WATERBURY, Conn. (WTNH) — Police in Connecticut have released footage of firefighters removing a 32-year-old man from the home where he had allegedly been held captive for 20 years.
The man, who reportedly weighed less than 70 pounds when he was found last month, has since described to police the shocking conditions under which he was allegedly held. His stepmother was later arrested and arraigned on kidnapping and cruelty charges, among others.
“In 33 years in law enforcement, this is the worst treatment of humanity that I’ve ever witnessed,” Waterbury Police Chief Fernando Spagnolo said at a press conference last week.
Police and fire crews first responded to a fire at the Waterbury home on Feb. 17. Two people, 56-year-old Kimberly Sullivan and a 32-year-old man, later identified as her stepson, were inside at the time. Sullivan was able to evacuate safely, and the man was helped out by firefighters.
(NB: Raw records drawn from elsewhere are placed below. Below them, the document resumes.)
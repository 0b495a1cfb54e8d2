// SPDX-FileCopyrightText: 2026 Chatsight Contributors
// SPDX-License-Identifier: MIT OR Apache-2.0

//! Common types used across adapter traits and the Chatsight pipelines.

use std::collections::BTreeMap;

use serde::{Deserialize, Serialize};
use strum::{Display, EnumString};

/// Lifecycle status of a messaging-account session.
#[derive(
    Debug, Clone, Copy, PartialEq, Eq, Hash, Display, EnumString, Serialize, Deserialize,
)]
#[strum(serialize_all = "snake_case")]
#[serde(rename_all = "snake_case")]
pub enum SessionStatus {
    Initializing,
    QrGenerated,
    Authenticated,
    Ready,
    Disconnected,
    Closed,
    AuthFailure,
    Error,
}

/// Discriminator for alert records and their ingestion queues.
#[derive(
    Debug, Clone, Copy, PartialEq, Eq, Hash, Display, EnumString, Serialize, Deserialize,
)]
#[strum(serialize_all = "snake_case")]
#[serde(rename_all = "snake_case")]
pub enum AlertKind {
    Disconnected,
    MessageDeleted,
    MessageEdited,
    ChatRemoved,
}

impl AlertKind {
    /// All alert kinds, in queue-declaration order.
    pub const ALL: [AlertKind; 4] = [
        AlertKind::Disconnected,
        AlertKind::MessageDeleted,
        AlertKind::MessageEdited,
        AlertKind::ChatRemoved,
    ];

    /// Name of the durable queue carrying this alert kind.
    pub fn queue_name(&self) -> String {
        format!("alerts.{self}")
    }
}

/// One logical messaging-account connection.
///
/// Created on first contact, mutated on every lifecycle event, never
/// hard-deleted (terminal states are `closed`/`disconnected`).
#[derive(Debug, Clone, Serialize, Deserialize)]
pub struct Session {
    /// Unique string identifier for the session.
    pub id: String,
    pub title: Option<String>,
    /// Reference to the external project/group this session belongs to.
    /// `None` means the session's conversations cannot be analyzed.
    pub project_id: Option<String>,
    pub status: SessionStatus,
    pub last_seen_at: Option<String>,
    pub qr_attempts: i64,
    pub disconnected_at: Option<String>,
    pub created_at: String,
    pub updated_at: String,
}

/// One conversation thread within a session, keyed by (session_id, chat_id).
///
/// Carries denormalized last-message fields so candidate selection never has
/// to join against the messages table, plus the analysis result and the
/// timestamp of the last completed analysis.
#[derive(Debug, Clone, Serialize, Deserialize)]
pub struct Chat {
    pub session_id: String,
    pub chat_id: String,
    pub name: Option<String>,
    pub is_group: bool,
    pub archived: bool,
    pub pinned: bool,
    pub muted: bool,
    pub deleted: bool,
    /// Unix-milli timestamps of every soft deletion, oldest first.
    pub deletion_history: Vec<i64>,
    pub last_message_body: Option<String>,
    /// Unix millis of the most recent message.
    pub last_message_ts: Option<i64>,
    pub last_message_from_me: bool,
    /// Structured analysis result from the inference step, opaque to storage.
    pub analysis: Option<serde_json::Value>,
    /// Unix millis of the last completed analysis. Null or strictly less
    /// than `last_message_ts` means the chat is due for (re-)analysis.
    pub last_analysis_ts: Option<i64>,
    pub created_at: String,
    pub updated_at: String,
}

/// One message within a chat, keyed by (session_id, message_id).
#[derive(Debug, Clone, Serialize, Deserialize)]
pub struct ChatMessage {
    pub session_id: String,
    pub message_id: String,
    pub chat_id: String,
    pub sender: Option<String>,
    pub recipient: Option<String>,
    pub author: Option<String>,
    pub from_me: bool,
    /// Message text. `None` for media-only messages.
    pub body: Option<String>,
    /// Unix millis.
    pub timestamp: i64,
    pub deleted: bool,
    pub deleted_by: Option<String>,
    pub deleted_at: Option<i64>,
    /// Previous bodies, oldest first. Appended on edit, never on delete.
    pub editions: Vec<String>,
    pub created_at: String,
}

/// A new alert record, as produced by the ingestion consumer.
#[derive(Debug, Clone, PartialEq, Serialize, Deserialize)]
pub struct NewAlert {
    pub kind: AlertKind,
    /// Opaque store reference for the session (the wire `session` field).
    pub session_ref: String,
    /// String identifier of the session (the wire `sessionId` field).
    pub session_id: String,
    pub chat_id: Option<String>,
    pub message_id: Option<String>,
    /// Unix millis of the triggering event, where the event carries one.
    pub event_ts: Option<i64>,
    /// Human-readable description of the event.
    pub body: String,
}

/// A persisted alert row. Immutable once created except for read-state.
#[derive(Debug, Clone, Serialize, Deserialize)]
pub struct Alert {
    pub id: i64,
    pub kind: AlertKind,
    pub session_ref: String,
    pub session_id: String,
    pub chat_id: Option<String>,
    pub message_id: Option<String>,
    pub event_ts: Option<i64>,
    pub body: String,
    pub is_read: bool,
    pub read_at: Option<String>,
    pub created_at: String,
}

/// An entry delivered from a durable queue.
///
/// A dequeued entry stays in `processing` until acked or nacked; an expired
/// lock returns it to delivery (at-least-once).
#[derive(Debug, Clone)]
pub struct QueueEntry {
    pub id: i64,
    pub queue_name: String,
    pub payload: String,
    pub status: String,
    pub attempts: i64,
    pub created_at: String,
    pub updated_at: String,
    pub locked_until: Option<String>,
}

/// Result of an inference call after tolerant parsing.
///
/// `Unparsed` is a valid, degraded analysis result -- not an error. Callers
/// must be able to distinguish "analyzed but unparseable" from "not yet
/// analyzed", so the raw reply is preserved.
#[derive(Debug, Clone, PartialEq)]
pub enum AnalysisOutcome {
    /// The reply parsed (possibly after markdown-fence cleanup) into JSON.
    Parsed(serde_json::Value),
    /// The reply did not parse even after cleanup.
    Unparsed { raw: String, error: String },
}

impl AnalysisOutcome {
    /// The value persisted onto the chat row.
    pub fn to_value(&self) -> serde_json::Value {
        match self {
            AnalysisOutcome::Parsed(value) => value.clone(),
            AnalysisOutcome::Unparsed { raw, error } => serde_json::json!({
                "raw": raw,
                "error": error,
            }),
        }
    }
}

/// Envelope returned by the on-demand analysis trigger.
#[derive(Debug, Clone, Serialize)]
#[serde(rename_all = "camelCase")]
pub struct AnalysisReport {
    pub success: bool,
    pub chat_id: String,
    pub analysis: serde_json::Value,
}

/// Project configuration resolved from the upstream service.
///
/// Drives prompt construction: instructions, the fields to extract, the
/// desired output shape, and example analyses.
#[derive(Debug, Clone, PartialEq, Serialize, Deserialize)]
pub struct ProjectConfig {
    pub name: String,
    #[serde(default)]
    pub description: Option<String>,
    #[serde(default)]
    pub domain: Option<String>,
    #[serde(default)]
    pub instructions: Vec<String>,
    /// Field name to description. BTreeMap keeps prompt rendering
    /// deterministic regardless of wire-object key order.
    #[serde(default)]
    pub fields: BTreeMap<String, String>,
    #[serde(default)]
    pub output_format: serde_json::Value,
    #[serde(default)]
    pub example_analysis: Vec<serde_json::Value>,
}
Body-camera footage released by the Waterbury Police shows an officer interacting with Sullivan, who was asking for help from the sidewalk outside the home. She was holding a small dog in her hands.
“My stepson is in here,” she can be seen shouting to first responders.
When a blurred figure emerges from the house, Sullivan says, “Oh, here he is.”
“My dog is shaking,” she added.
A first responder then walks Sullivan away from the house. Near the end of the footage, the video shows a firefighter carrying someone away from the home and into an ambulance.

Police said the 32-year-old man, who has not been publicly identified, used a lighter, hand sanitizer and paper to set fire to his room to escape. He told authorities he had been held captive since he was 11 years old.
“I wanted my freedom,” he told first responders, according to police.
Police said the victim was found in an extremely emaciated state, with matted hair and rotted teeth, according to an arrest warrant for Sullivan. Investigators determined he was confined most days to a back storage room that measured eight feet by nine feet. He was allowed out for short periods of time, between 15 minutes to a few hours per day, but usually for chores, he told officials.
During interviewing, the man detailed an alleged life of abuse. At first, he said, he was only locked in his room at night. He claimed he recalled drinking water from a toilet because he only received two glasses of water per day.
He claimed he was given no access to a toilet after a time and was left to urinate in bottles and defecate onto a paper and dispose of it in the garbage when he was let out to do chores.
He also said he was pulled out of school after the school called the Department of Children and Families (DCF) twice after he kept asking students for their food during lunchtime because he was allegedly being starved at home, the affidavit said.
His only connection to the outside world, according to the affidavit, was a radio kept outside his bedroom, where he would listen to local radio stations and use that as a way to keep track of the date and year. He educated himself by using a dictionary and reading the three books per year he was permitted to have.
“It was worse than the conditions of a jail cell,” Spagnolo said.
Police said that the man’s father died last year and was wheelchair-bound after a stroke. His biological mother was also not part of his upbringing, the Associated Press reported, citing investigators.
Sullivan was arraigned Wednesday on charges of second-degree kidnapping, first-degree assault, first-degree unlawful restraint, cruelty to persons and first-degree reckless endangerment. She posted a $300,000 bond and was released from custody on Thursday.
Sullivan’s lawyer, Ioannis Kaloidis, has also indicated there’s more to the story.
“He was not locked in the room, she did not restrain him in any way, she provided food, she provided shelter,” Kaloidis said. “She is blown away by these allegations.”